Sauver les profits de l’immobilier

Jusqu’à présent tout le monde se moquait de la situation des mal-logéEs et, année après année, la Fondation Abbé-Pierre égrainait ses chiffres dans la plus grande indifférence des pouvoirs publics. Mais là d’un coup ce ne sont plus seulement les mal-logéEs qui subissent la crise mais tout le marché de l’immobilier. Nombre d’entreprises du bâtiment ont fait faillite en 2023, plus de 50 000, du fait de la chute des constructions alors que le logement social ne peut plus leur venir en secours. Gabriel Attal sous la pression décrète « l’urgence pour le logement en France » parce qu’il lui faut sauver les profits des capitalistes de l’immobilier et choisit Kasbarian pour cette besogne.

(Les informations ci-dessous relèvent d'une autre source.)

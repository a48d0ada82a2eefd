// 该文件是 Cheliu （车流） 项目的一部分。
// src/model/http_service.rs - 基于 HTTP 的远程分析服务
//
// 本文件根据 Apache 许可证第 2.0 版（以下简称“许可证”）授权使用；
// 除非遵守该许可证条款，否则您不得使用本文件。
// 您可通过以下网址获取许可证副本：
// http://www.apache.org/licenses/LICENSE-2.0
// 除非适用法律要求或书面同意，根据本许可协议分发的软件均按“原样”提供，
// 不附带任何形式的明示或暗示的保证或条件。
// 有关许可权限与限制的具体条款，请参阅本许可协议。
//
// Copyright (C) 2026 Johann Li <me@qinka.pro>, Wareless Group

use async_trait::async_trait;
use reqwest::multipart::{Form, Part};
use tracing::{debug, error, info};
use url::Url;

use crate::{
  FromUrl,
  candidate::CandidateFile,
  model::{AnalysisService, ParseMode, ProcessedResult, ServiceError},
};

pub const DEFAULT_ENDPOINT: &str = "http://localhost:5000/api/process";
pub const FILE_FIELD_NAME: &str = "file";
const USER_AGENT: &str = concat!("cheliu/", env!("CARGO_PKG_VERSION"));
const PING_PATH: &str = "ping";
const STRICT_FLAG: &str = "strict";

/// `http://host:port/api/process[?strict]`
///
/// 不设置客户端超时，失败只来自网络层或非 2xx 状态码。
#[derive(Debug, Clone)]
pub struct HttpAnalysisService {
  client: reqwest::Client,
  endpoint: Url,
  mode: ParseMode,
}

impl FromUrl for HttpAnalysisService {
  type Error = ServiceError;

  fn from_url(url: &Url) -> Result<Self, Self::Error> {
    let (strict, rest): (Vec<_>, Vec<_>) = url
      .query_pairs()
      .into_owned()
      .partition(|(k, _)| k == STRICT_FLAG);
    let mode = if strict.is_empty() {
      ParseMode::Lenient
    } else {
      ParseMode::Strict
    };

    // 只去掉 strict，其余参数原样发给服务
    let mut endpoint = url.clone();
    if rest.is_empty() {
      endpoint.set_query(None);
    } else {
      endpoint.query_pairs_mut().clear().extend_pairs(rest);
    }

    Self::new(endpoint, mode)
  }
}

impl HttpAnalysisService {
  pub fn new(endpoint: Url, mode: ParseMode) -> Result<Self, ServiceError> {
    if !matches!(endpoint.scheme(), "http" | "https") {
      error!("不支持的服务地址: {}", endpoint);
      return Err(ServiceError::UnsupportedEndpoint(endpoint.to_string()));
    }

    let client = reqwest::Client::builder().user_agent(USER_AGENT).build()?;
    Ok(Self {
      client,
      endpoint,
      mode,
    })
  }

  pub fn endpoint(&self) -> &Url {
    &self.endpoint
  }

  pub fn mode(&self) -> ParseMode {
    self.mode
  }

  /// 健康检查，`/api/process` 对应 `/api/ping`
  pub async fn ping(&self) -> Result<(), ServiceError> {
    let url = self
      .endpoint
      .join(PING_PATH)
      .map_err(|_| ServiceError::UnsupportedEndpoint(self.endpoint.to_string()))?;
    debug!("健康检查: {}", url);

    let response = self.client.get(url).send().await?;
    let status = response.status();
    if !status.is_success() {
      return Err(ServiceError::Status {
        status: status.as_u16(),
      });
    }
    Ok(())
  }
}

#[async_trait]
impl AnalysisService for HttpAnalysisService {
  async fn process(&self, file: CandidateFile) -> Result<ProcessedResult, ServiceError> {
    let (name, mime_type, data) = file.into_parts();
    info!(
      "上传文件: {} ({}, {} 字节) -> {}",
      name,
      mime_type,
      data.len(),
      self.endpoint
    );

    let part = Part::bytes(data).file_name(name).mime_str(&mime_type)?;
    let form = Form::new().part(FILE_FIELD_NAME, part);

    let response = self
      .client
      .post(self.endpoint.clone())
      .multipart(form)
      .send()
      .await?;

    let status = response.status();
    if !status.is_success() {
      error!("服务返回错误状态码: {}", status);
      return Err(ServiceError::Status {
        status: status.as_u16(),
      });
    }

    let body = response.bytes().await?;
    debug!("响应大小: {} 字节", body.len());
    ProcessedResult::from_json_slice(&body, self.mode)
  }
}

Ce dernier s’est fait remarquer en juillet 2023 par une première loi bien réac qu’il fait adopter contre les occupantEs sans titre, squatteurs ou ménages endettés, qui refuseraient de quitter leur logement. Il a démontré à cette occasion ses capacités à manipuler l’opinion et à défendre sans état d’âme une loi répressive qui va aggraver le sort des plus précaires. Sa nomination comme ministre du Logement en février 2024 est vécue comme une provocation par l’ensemble des associations engagées dans la lutte contre le mal-logement. Il est fini le temps des ministres pour faire illusion, issus du logement social tel Klein ou Vergriete. Il est le ministre des propriétaires et du capital immobilier.

Offensive contre le logement social

Sa deuxième loi est une offensive contre le logement social. Le premier volet de l’offensive est de faire sauter les contraintes pour libérer le marché de l’immobilier en commençant par la loi SRU en intégrant dans les quotas de logements sociaux les logements intermédiaires pour cadres et ainsi permettre aux villes, qui préfèrent payer des amendes plutôt que de construire, de s’en tirer à bon compte. La dynamique de cette mesure, c’est évidemment l’effondrement du peu de ce qui se faisait sous la contrainte.

Le deuxième objectif est de redonner aux maires la maîtrise des attributions de logements dans leurs villes. Et il est même question qu’ils récupèrent le contingent préfectoral qui jusqu’à présent permettait le logement des prioritaires DALO. Quel est le maire qui dans ces conditions va s’engager à le faire à deux ans des prochaines municipales ? C’est clairement l’institutionnalisation du clientélisme. 

Pour compléter cette offensive, Kasbarian engage une bataille de diversion en pointant « les locataires à vie » qui resteraient dans leur logement alors qu’ils sont sortis des critères d’attribution du logement HLM. De l’avis même de l’USH (Union des bailleurs sociaux) cela concerne une infime minorité des locataires, et ce n’est pas avec leurs logements qu’on va répondre à la demande. On retrouve là la vieille méthode démagogique qui désigne des cibles à l’opinion pour faire oublier ses responsabilités. On avait vu les « faux chômeurs », les « faux malades », les « faux assistés » ! On a maintenant les « faux locataires » !

Il ne faut pas se faire d’illusions, d’autres lois viendront, toujours plus libérales, parce qu’ils ont d’autres cibles à détricoter pour restaurer leurs profits : la loi DALO est évidemment menacée, mais aussi les APL et tout le logement social qui est un frein objectif à l’expansion de la rente foncière et des profits dans l’immobilier.